(Stored data)

>>

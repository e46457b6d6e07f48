//! Display helpers for counts, durations and relative times.

use chrono::{DateTime, Utc};

/// Abbreviates a count: `1.5K`, `2.0M`, or the plain number below 1000.
#[must_use]
#[allow(clippy::cast_precision_loss)]
pub fn format_count(count: u64) -> String {
    if count >= 1_000_000 {
        format!("{:.1}M", count as f64 / 1_000_000.0)
    } else if count >= 1_000 {
        format!("{:.1}K", count as f64 / 1_000.0)
    } else {
        count.to_string()
    }
}

/// Formats a video length as `M:SS`, or `H:MM:SS` from one hour up.
#[must_use]
pub fn format_duration(seconds: Option<u64>) -> String {
    let Some(total) = seconds.filter(|s| *s > 0) else {
        return "0:00".to_string();
    };
    let hours = total / 3600;
    let minutes = (total % 3600) / 60;
    let secs = total % 60;
    if hours > 0 {
        format!("{hours}:{minutes:02}:{secs:02}")
    } else {
        format!("{minutes}:{secs:02}")
    }
}

/// Subscriber line for a channel header.
#[must_use]
pub fn format_subscribers(count: u64) -> String {
    if count == 0 {
        "Subscribers".to_string()
    } else {
        format!("{} subscribers", format_count(count))
    }
}

/// Coarse relative time such as `3 days ago`.
#[must_use]
pub fn time_ago(then: DateTime<Utc>, now: DateTime<Utc>) -> String {
    let seconds = (now - then).num_seconds().max(0);
    let (amount, unit) = match seconds {
        0..45 => return "just now".to_string(),
        45..3_600 => (seconds / 60, "minute"),
        3_600..86_400 => (seconds / 3_600, "hour"),
        86_400..2_592_000 => (seconds / 86_400, "day"),
        2_592_000..31_536_000 => (seconds / 2_592_000, "month"),
        _ => (seconds / 31_536_000, "year"),
    };
    let amount = amount.max(1);
    if amount == 1 {
        format!("1 {unit} ago")
    } else {
        format!("{amount} {unit}s ago")
    }
}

<<

### EXERCISE OBJECTIVE:
For each line above that includes "return", copy the line.

### SOLUTION BELOW:
        return "0:00".to_string();
        0..45 => return "just now".to_string(),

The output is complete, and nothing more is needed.